The appellants were convicted of violating the ordinance, and the convictions were ultimately affirmed by a closely divided vote in the Supreme Court of Ohio, upholding the constitutional validity of the ordinance. 21 Ohio St.2d 66, 255 N.E.2d 247. An appeal from that judgment was brought here under 28 U.S.C. § 1257(2),2 and we noted probable jurisdiction, 398 U.S. 902, 90 S.Ct. 1694, 26 L.Ed.2d 60. The record brought before the reviewing courts tells us no more than that the appellant Coates was a student involved in a demonstration and the other appellants were pickets involved in a labor dispute. For throughout this litigation it has been the appellants' position that the ordinance on its face violates the First and Fourteenth Amendments of the Constitution. Cf. Times Film Corp. v. Chicago, 365 U.S. 43, 81 S.Ct. 391, 5 L.Ed.2d 403.
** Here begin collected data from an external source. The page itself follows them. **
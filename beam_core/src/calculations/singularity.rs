//! Singularity (Macaulay) functions.
//!
//! Every internal-force and deflection expression of a simply-supported beam
//! under point, uniform and linearly varying loads is a finite sum of terms
//! `c·⟨x − a⟩ⁿ`, where
//!
//! ```text
//! ⟨x − a⟩ⁿ = 0            for x < a
//!          = (x − a)ⁿ      for x ≥ a
//! ```
//!
//! `⟨x − a⟩¹` is the one-sided ramp `max(0, x − a)` and `⟨x − a⟩⁰` is a unit
//! step that already includes the jump at `x = a`. Each term integrates in
//! closed form (`∫₀ˣ c·⟨t − a⟩ⁿ dt = c/(n+1)·⟨x − a⟩ⁿ⁺¹` for `a ≥ 0`), so an
//! expression is built once and then evaluated at as many stations as needed.

use serde::{Deserialize, Serialize};

/// One term `coeff·⟨x − anchor⟩^power`
#[derive(Debug, Clone, Copy, PartialEq, Serialize, Deserialize)]
pub struct MacaulayTerm {
    pub coeff: f64,
    pub anchor: f64,
    pub power: u32,
}

impl MacaulayTerm {
    pub fn new(coeff: f64, anchor: f64, power: u32) -> Self {
        MacaulayTerm { coeff, anchor, power }
    }

    /// Evaluate the term at `x`
    #[inline]
    pub fn eval(&self, x: f64) -> f64 {
        if x < self.anchor {
            return 0.0;
        }
        match self.power {
            0 => self.coeff,
            1 => self.coeff * (x - self.anchor),
            n => self.coeff * (x - self.anchor).powi(n as i32),
        }
    }

    /// Antiderivative that vanishes at `x = anchor`
    pub fn integrate(&self) -> Self {
        MacaulayTerm {
            coeff: self.coeff / f64::from(self.power + 1),
            anchor: self.anchor,
            power: self.power + 1,
        }
    }
}

/// A sum of Macaulay terms.
#[derive(Debug, Clone, Default, PartialEq, Serialize, Deserialize)]
pub struct SingularityFn {
    terms: Vec<MacaulayTerm>,
}

impl SingularityFn {
    pub fn new() -> Self {
        Self::default()
    }

    /// Append `coeff·⟨x − anchor⟩^power`; zero coefficients are dropped.
    pub fn push(&mut self, coeff: f64, anchor: f64, power: u32) {
        if coeff != 0.0 {
            self.terms.push(MacaulayTerm::new(coeff, anchor, power));
        }
    }

    pub fn terms(&self) -> &[MacaulayTerm] {
        &self.terms
    }

    pub fn is_empty(&self) -> bool {
        self.terms.is_empty()
    }

    /// Evaluate at `x`
    pub fn eval(&self, x: f64) -> f64 {
        self.terms.iter().map(|t| t.eval(x)).sum()
    }

    /// Term-by-term antiderivative.
    ///
    /// With every anchor at or right of the origin the result is zero at
    /// `x = 0`, i.e. this is the definite integral from 0.
    pub fn integrate(&self) -> Self {
        SingularityFn {
            terms: self.terms.iter().map(MacaulayTerm::integrate).collect(),
        }
    }

    /// Multiply every coefficient by `factor`
    pub fn scaled(&self, factor: f64) -> Self {
        SingularityFn {
            terms: self
                .terms
                .iter()
                .map(|t| MacaulayTerm::new(t.coeff * factor, t.anchor, t.power))
                .collect(),
        }
    }
}
//! # Unit Types
//!
//! Type-safe wrappers for the display units used in reports. The analysis
//! engine itself computes in plain SI `f64` values (m, N, N·m, Pa); these
//! newtypes exist so that the conversions to kN, kNm, MPa, mm and mm-based
//! section properties happen in exactly one place.
//!
//! ## Example
//!
//! ```rust
//! use beam_core::units::{KiloNewtonMeters, NewtonMeters};
//!
//! let moment = NewtonMeters(450.0);
//! let display: KiloNewtonMeters = moment.into();
//! assert_eq!(display.0, 0.45);
//! ```

use serde::{Deserialize, Serialize};

// ============================================================================
// Length Units
// ============================================================================

/// Length in meters
#[derive(Debug, Clone, Copy, PartialEq, PartialOrd, Default, Serialize, Deserialize)]
#[serde(transparent)]
pub struct Meters(pub f64);

/// Length in millimeters
#[derive(Debug, Clone, Copy, PartialEq, PartialOrd, Default, Serialize, Deserialize)]
#[serde(transparent)]
pub struct Millimeters(pub f64);

impl From<Meters> for Millimeters {
    fn from(m: Meters) -> Self {
        Millimeters(m.0 * 1e3)
    }
}


// ============================================================================
// Force Units
// ============================================================================

/// Force in newtons
#[derive(Debug, Clone, Copy, PartialEq, PartialOrd, Default, Serialize, Deserialize)]
#[serde(transparent)]
pub struct Newtons(pub f64);

/// Force in kilonewtons
#[derive(Debug, Clone, Copy, PartialEq, PartialOrd, Default, Serialize, Deserialize)]
#[serde(transparent)]
pub struct KiloNewtons(pub f64);

impl From<Newtons> for KiloNewtons {
    fn from(n: Newtons) -> Self {
        KiloNewtons(n.0 / 1e3)
    }
}


// ============================================================================
// Moment Units
// ============================================================================

/// Moment in newton-meters
#[derive(Debug, Clone, Copy, PartialEq, PartialOrd, Default, Serialize, Deserialize)]
#[serde(transparent)]
pub struct NewtonMeters(pub f64);

/// Moment in kilonewton-meters
#[derive(Debug, Clone, Copy, PartialEq, PartialOrd, Default, Serialize, Deserialize)]
#[serde(transparent)]
pub struct KiloNewtonMeters(pub f64);

impl From<NewtonMeters> for KiloNewtonMeters {
    fn from(nm: NewtonMeters) -> Self {
        KiloNewtonMeters(nm.0 / 1e3)
    }
}


// ============================================================================
// Stress Units
// ============================================================================

/// Stress in pascals
#[derive(Debug, Clone, Copy, PartialEq, PartialOrd, Default, Serialize, Deserialize)]
#[serde(transparent)]
pub struct Pascals(pub f64);

/// Stress in megapascals
#[derive(Debug, Clone, Copy, PartialEq, PartialOrd, Default, Serialize, Deserialize)]
#[serde(transparent)]
pub struct MegaPascals(pub f64);

impl From<Pascals> for MegaPascals {
    fn from(pa: Pascals) -> Self {
        MegaPascals(pa.0 / 1e6)
    }
}


// ============================================================================
// Section Properties
// ============================================================================

/// Area in m²
#[derive(Debug, Clone, Copy, PartialEq, PartialOrd, Default, Serialize, Deserialize)]
#[serde(transparent)]
pub struct SquareMeters(pub f64);

/// Section modulus in m³
#[derive(Debug, Clone, Copy, PartialEq, PartialOrd, Default, Serialize, Deserialize)]
#[serde(transparent)]
pub struct CubicMeters(pub f64);

/// Second moment of area in m⁴
#[derive(Debug, Clone, Copy, PartialEq, PartialOrd, Default, Serialize, Deserialize)]
#[serde(transparent)]
pub struct QuarticMeters(pub f64);

impl SquareMeters {
    /// Value in mm²
    pub fn to_mm2(self) -> f64 {
        self.0 * 1e6
    }
}

impl CubicMeters {
    /// Value in mm³
    pub fn to_mm3(self) -> f64 {
        self.0 * 1e9
    }
}

impl QuarticMeters {
    /// Value in mm⁴
    pub fn to_mm4(self) -> f64 {
        self.0 * 1e12
    }
}

// ============================================================================
// Raw value access
// ============================================================================

macro_rules! impl_value {
    ($type:ty) => {
        impl $type {
            /// Get the raw f64 value
            pub fn value(self) -> f64 {
                self.0
            }
        }
    };
}

impl_value!(Meters);
impl_value!(Millimeters);
impl_value!(Newtons);
impl_value!(KiloNewtons);
impl_value!(NewtonMeters);
impl_value!(KiloNewtonMeters);
impl_value!(Pascals);
impl_value!(MegaPascals);
impl_value!(SquareMeters);
impl_value!(CubicMeters);
impl_value!(QuarticMeters);

#[cfg(test)]
mod tests {
    use super::*;
    use approx::assert_relative_eq;

    #[test]
    fn test_meters_to_millimeters() {
        let mm: Millimeters = Meters(0.0125).into();
        assert_relative_eq!(mm.0, 12.5, max_relative = 1e-12);
    }

    #[test]
    fn test_force_and_moment_display_units() {
        let kn: KiloNewtons = Newtons(1500.0).into();
        assert_relative_eq!(kn.0, 1.5);

        let knm: KiloNewtonMeters = NewtonMeters(450.0).into();
        assert_relative_eq!(knm.0, 0.45);

        let mpa: MegaPascals = Pascals(250e6).into();
        assert_relative_eq!(mpa.0, 250.0);
    }

    #[test]
    fn test_section_property_conversions() {
        assert_relative_eq!(SquareMeters(0.002).to_mm2(), 2000.0, max_relative = 1e-12);
        assert_relative_eq!(CubicMeters(1e-4).to_mm3(), 1e5, max_relative = 1e-12);
        assert_relative_eq!(QuarticMeters(1e-6).to_mm4(), 1e6, max_relative = 1e-12);
    }

    #[test]
    fn test_value() {
        assert_eq!(Newtons(10.0).value(), 10.0);
        assert_eq!(KiloNewtons::from(Newtons(2500.0)).value(), 2.5);
    }

    #[test]
    fn test_serialization() {
        let span = Meters(6.5);
        let json = serde_json::to_string(&span).unwrap();
        assert_eq!(json, "6.5");

        let roundtrip: Meters = serde_json::from_str(&json).unwrap();
        assert_eq!(span, roundtrip);
    }
}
In rejecting this claim and affirming the convictions the Ohio Supreme Court did not give the ordinance any construction at variance with the apparent plain import of its language. The court simply stated:

'The ordinance prohibits, inter alia, 'conduct * * * annoying to persons passing by.' The word 'annoying' is a widely used and well understood word; it is not necessary to guess its meaning. 'Annoying' is the present participle of the transitive verb 'annoy' which means to trouble, to vex, to impede, to incommode, to provoke, to harass or to irritate.

'We conclude, as did the Supreme Court of the United States in Cameron v. Johnson, 390 U.S. 611, 616, 88 S.Ct. 1335, 20 L.Ed.2d 182 in which the issue of the vagueness of a statute was presented, that the ordinance 'clearly and precisely delineates its reach in words of common understanding. It is a 'precise and narrowly drawn regulatory statute (ordinance) evincing a legislative judgment that certain specific conduct be * * * proscribed.'" 21 Ohio St.2d, at 69, 255 N.E.2d, at 249.

Beyond this, the only construction put upon the ordinance by the state court was its unexplained conclusion that 'the standard of conduct which it specifies is not dependent upon each complainant's sensitivity.' Ibid. But the court did not indicate upon whose sensitivity a violation does depend—the sensitivity of the judge or jury, the sensitivity of the arresting officer, or the sensitivity of a hypothetical reasonable man.3

We are thus relegated, at best, to the words of the ordinance itself. If three or more people meet together on a sidewalk or street corner, they must conduct themselves so as not to annoy any police officer or other person who should happen to pass by. In our opinion this ordinance is unconstitutionally vague because it subjects the exercise of the right of assembly to an unasertainable standard, and unconstitutionally broad because it authorizes the punishment of constitutionally protected conduct.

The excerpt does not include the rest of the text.